Deshpande Gauri, Batliner Anton, Schuller Björn W
Chair of Embedded Intelligence for Health Care and Wellbeing, University of Augsburg, Germany.
TCS Research Pune, India.
Pattern Recognit. 2022 Feb;122:108289. doi: 10.1016/j.patcog.2021.108289. Epub 2021 Aug 30.
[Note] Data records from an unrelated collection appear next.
use std::sync::Mutex;

use async_trait::async_trait;
use tokio::time::Instant;
use tracing::debug;

use crate::constants;
use crate::tables::AddressMappingTable;
use crate::types::{
    AarpPacket, Datagram, ElapFrame, ElapPayload, EthernetAddr, AARP_FUNC_PROBE,
    AARP_FUNC_REQUEST, APPLETALK_BROADCAST_MAC,
};

use super::{InboundFrame, LinkAddr, LinkDest, LinkDriver, LinkError, LinkEvent};

/// Raw Ethernet frame I/O, supplied by the embedding application (a packet
/// socket, a TAP device, a pcap handle). The driver owns everything above
/// it: SNAP framing, AARP and the address mapping table.
#[async_trait]
pub trait EthernetTap: Send + Sync {
    /// Hardware address of the attached interface.
    fn address(&self) -> EthernetAddr;

    /// Receive one whole Ethernet frame.
    async fn recv(&self) -> Result<Vec<u8>, LinkError>;

    /// Transmit one whole Ethernet frame.
    async fn transmit(&self, frame: &[u8]) -> Result<(), LinkError>;
}

/// EtherTalk: DDP over 802.3 with the 802.2 LLC/SNAP encapsulation, plus
/// AARP for protocol-to-hardware address resolution.
pub struct EthertalkDriver {
    tap: Box<dyn EthernetTap>,
    amt: Mutex<AddressMappingTable>,
    bound: Mutex<Option<(u16, u8)>>,
}

impl EthertalkDriver {
    pub fn new(tap: Box<dyn EthernetTap>) -> Self {
        Self {
            tap,
            amt: Mutex::new(AddressMappingTable::new()),
            bound: Mutex::new(None),
        }
    }

    fn bound_addr(&self) -> Option<(u16, u8)> {
        *self.bound.lock().unwrap_or_else(|e| e.into_inner())
    }

    fn glean(&self, proto: (u16, u8), hw: EthernetAddr) {
        if proto.1 != 0 {
            self.amt
                .lock()
                .unwrap_or_else(|e| e.into_inner())
                .insert(proto, hw, Instant::now());
        }
    }

    async fn send_aarp(&self, dst: EthernetAddr, packet: AarpPacket) -> Result<(), LinkError> {
        let frame = ElapFrame {
            dst,
            src: self.tap.address(),
            payload: ElapPayload::Aarp(packet),
        };
        self.tap.transmit(&frame.encode()).await
    }
}

#[async_trait]
impl LinkDriver for EthertalkDriver {
    fn kind(&self) -> &'static str {
        "ethertalk"
    }

    fn is_extended(&self) -> bool {
        true
    }

    fn max_payload(&self) -> usize {
        constants::MAX_LINK_PAYLOAD
    }

    async fn bind(&self, network: u16, node: u8) {
        *self.bound.lock().unwrap_or_else(|e| e.into_inner()) = Some((network, node));
    }

    async fn recv(&self) -> Result<LinkEvent, LinkError> {
        loop {
            let raw = self.tap.recv().await?;
            let frame = match ElapFrame::parse(&raw) {
                Ok(Some(frame)) => frame,
                Ok(None) => continue,
                Err(err) => {
                    debug!(%err, "bad ethernet frame");
                    continue;
                }
            };

            match frame.payload {
                ElapPayload::Aarp(pkt) => {
                    self.glean(pkt.src_proto, pkt.src_hw);

                    let ours = self.bound_addr();
                    let defended = match pkt.function {
                        AARP_FUNC_REQUEST | AARP_FUNC_PROBE => {
                            ours.is_some() && Some(pkt.dst_proto) == ours
                        }
                        _ => false,
                    };
                    if defended {
                        // `ours` checked above.
                        if let Some(ours) = ours {
                            let response = AarpPacket::response(
                                self.tap.address(),
                                ours,
                                pkt.src_hw,
                                pkt.src_proto,
                            );
                            self.send_aarp(pkt.src_hw, response).await?;
                        }
                    }

                    return Ok(LinkEvent::Claimed {
                        network: pkt.src_proto.0,
                        node: pkt.src_proto.1,
                    });
                }
                ElapPayload::AppleTalk(ddp) => {
                    // Glean the sender's mapping from the long-form header.
                    if ddp.len() >= crate::types::DDP_LONG_HEADER_LEN {
                        let network = u16::from_be_bytes([ddp[6], ddp[7]]);
                        let node = ddp[9];
                        self.glean((network, node), frame.src);
                    }
                    return Ok(LinkEvent::Inbound(InboundFrame {
                        ddp,
                        llap: None,
                        src: LinkAddr::Mac(frame.src),
                    }));
                }
            }
        }
    }

    async fn probe(&self, network: u16, node: u8) -> Result<(), LinkError> {
        let probe = AarpPacket::probe(self.tap.address(), (network, node));
        self.send_aarp(APPLETALK_BROADCAST_MAC, probe).await
    }

    async fn send_ddp(&self, datagram: &Datagram, dest: LinkDest) -> Result<(), LinkError> {
        let ddp = datagram
            .encode_long()
            .map_err(|_| LinkError::FrameTooLarge)?;
        if ddp.len() > self.max_payload() {
            return Err(LinkError::FrameTooLarge);
        }

        let dst_hw = match dest {
            LinkDest::Broadcast => APPLETALK_BROADCAST_MAC,
            LinkDest::Unicast { node, .. } if node == constants::BROADCAST_NODE => {
                APPLETALK_BROADCAST_MAC
            }
            LinkDest::Unicast { network, node } => {
                let hit = self
                    .amt
                    .lock()
                    .unwrap_or_else(|e| e.into_inner())
                    .lookup((network, node), Instant::now());
                match hit {
                    Some(hw) => hw,
                    None => {
                        // Ask and drop; the upper layers retransmit.
                        let source = self.bound_addr().unwrap_or((0, 0));
                        let request =
                            AarpPacket::request(self.tap.address(), source, (network, node));
                        self.send_aarp(APPLETALK_BROADCAST_MAC, request).await?;
                        return Err(LinkError::UnresolvedAddress { network, node });
                    }
                }
            }
        };

        let frame = ElapFrame {
            dst: dst_hw,
            src: self.tap.address(),
            payload: ElapPayload::AppleTalk(ddp),
        };
        self.tap.transmit(&frame.encode()).await
    }
}

#[cfg(test)]
mod tests {
    use std::collections::VecDeque;
    use std::sync::Mutex as StdMutex;

    use super::*;
    use crate::types::AARP_FUNC_RESPONSE;

    #[derive(Clone)]
    struct FakeTap(std::sync::Arc<TapState>);

    struct TapState {
        mac: EthernetAddr,
        inbound: StdMutex<VecDeque<Vec<u8>>>,
        outbound: StdMutex<Vec<Vec<u8>>>,
    }

    impl FakeTap {
        fn new(frames: Vec<Vec<u8>>) -> Self {
            Self(std::sync::Arc::new(TapState {
                mac: EthernetAddr([2, 0, 0, 0, 0, 1]),
                inbound: StdMutex::new(frames.into()),
                outbound: StdMutex::new(Vec::new()),
            }))
        }

        fn sent(&self) -> Vec<Vec<u8>> {
            self.0.outbound.lock().unwrap().clone()
        }
    }

    #[async_trait]
    impl EthernetTap for FakeTap {
        fn address(&self) -> EthernetAddr {
            self.0.mac
        }

        async fn recv(&self) -> Result<Vec<u8>, LinkError> {
            self.0
                .inbound
                .lock()
                .unwrap()
                .pop_front()
                .ok_or(LinkError::Closed)
        }

        async fn transmit(&self, frame: &[u8]) -> Result<(), LinkError> {
            self.0.outbound.lock().unwrap().push(frame.to_vec());
            Ok(())
        }
    }

    fn datagram() -> Datagram {
        Datagram::new(
            crate::types::Addr::new(10, 1, 1),
            crate::types::Addr::new(10, 42, 4),
            4,
            vec![1],
        )
    }

    #[tokio::test]
    async fn unresolved_unicast_asks_aarp_and_drops() {
        let tap = FakeTap::new(Vec::new());
        let driver = EthertalkDriver::new(Box::new(tap));
        driver.bind(10, 1).await;

        let err = driver
            .send_ddp(
                &datagram(),
                LinkDest::Unicast {
                    network: 10,
                    node: 42,
                },
            )
            .await
            .unwrap_err();
        assert!(matches!(
            err,
            LinkError::UnresolvedAddress {
                network: 10,
                node: 42
            }
        ));
    }

    #[tokio::test]
    async fn gleaned_mapping_resolves_unicast() {
        let peer_mac = EthernetAddr([2, 0, 0, 0, 0, 9]);
        let aarp = ElapFrame {
            dst: APPLETALK_BROADCAST_MAC,
            src: peer_mac,
            payload: ElapPayload::Aarp(AarpPacket {
                function: AARP_FUNC_RESPONSE,
                src_hw: peer_mac,
                src_proto: (10, 42),
                dst_hw: EthernetAddr([2, 0, 0, 0, 0, 1]),
                dst_proto: (10, 1),
            }),
        };

        let tap = FakeTap::new(vec![aarp.encode()]);
        let driver = EthertalkDriver::new(Box::new(tap));
        driver.bind(10, 1).await;

        let event = driver.recv().await.unwrap();
        assert_eq!(
            event,
            LinkEvent::Claimed {
                network: 10,
                node: 42
            }
        );

        driver
            .send_ddp(
                &datagram(),
                LinkDest::Unicast {
                    network: 10,
                    node: 42,
                },
            )
            .await
            .unwrap();
    }

    #[tokio::test]
    async fn probes_for_our_address_are_defended() {
        let prober_mac = EthernetAddr([2, 0, 0, 0, 0, 9]);
        let probe = ElapFrame {
            dst: APPLETALK_BROADCAST_MAC,
            src: prober_mac,
            payload: ElapPayload::Aarp(AarpPacket::probe(prober_mac, (10, 1))),
        };

        let tap = FakeTap::new(vec![probe.encode()]);
        let driver = EthertalkDriver::new(Box::new(tap.clone()));
        driver.bind(10, 1).await;

        let event = driver.recv().await.unwrap();
        assert_eq!(
            event,
            LinkEvent::Claimed {
                network: 10,
                node: 1
            }
        );

        let sent = tap.sent();
        assert_eq!(sent.len(), 1);
        let reply = ElapFrame::parse(&sent[0]).unwrap().unwrap();
        assert_eq!(reply.dst, prober_mac);
        match reply.payload {
            ElapPayload::Aarp(pkt) => {
                assert_eq!(pkt.function, AARP_FUNC_RESPONSE);
                assert_eq!(pkt.src_proto, (10, 1));
                assert_eq!(pkt.dst_proto, (10, 1));
            }
            other => panic!("expected aarp, got {other:?}"),
        }
    }
}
The Coronavirus (COVID-19) pandemic impelled several research efforts, from collecting COVID-19 patients' data to screening them for virus detection. Some COVID-19 symptoms are related to the functioning of the respiratory system that influences speech production; this suggests research on identifying markers of COVID-19 in speech and other human generated audio signals. In this article, we give an overview of research on human audio signals using 'Artificial Intelligence' techniques to screen, diagnose, monitor, and spread the awareness about COVID-19. This overview will be useful for developing automated systems that can help in the context of COVID-19, using non-obtrusive and easy to use bio-signals conveyed in human non-speech and speech audio productions.
冠状病毒(COVID-19)大流行推动了多项研究工作,从收集COVID-19患者的数据到对他们进行病毒检测筛查。一些COVID-19症状与影响言语产生的呼吸系统功能有关;这表明有必要开展研究,以识别言语和其他人类生成的音频信号中的COVID-19标志物。在本文中,我们概述了利用“人工智能”技术对人类音频信号进行研究,以筛查、诊断、监测COVID-19并提高其认知度。这一概述将有助于开发自动化系统,这些系统可利用人类非言语和言语音频产生中传达的非侵入性且易于使用的生物信号,在COVID-19背景下发挥作用。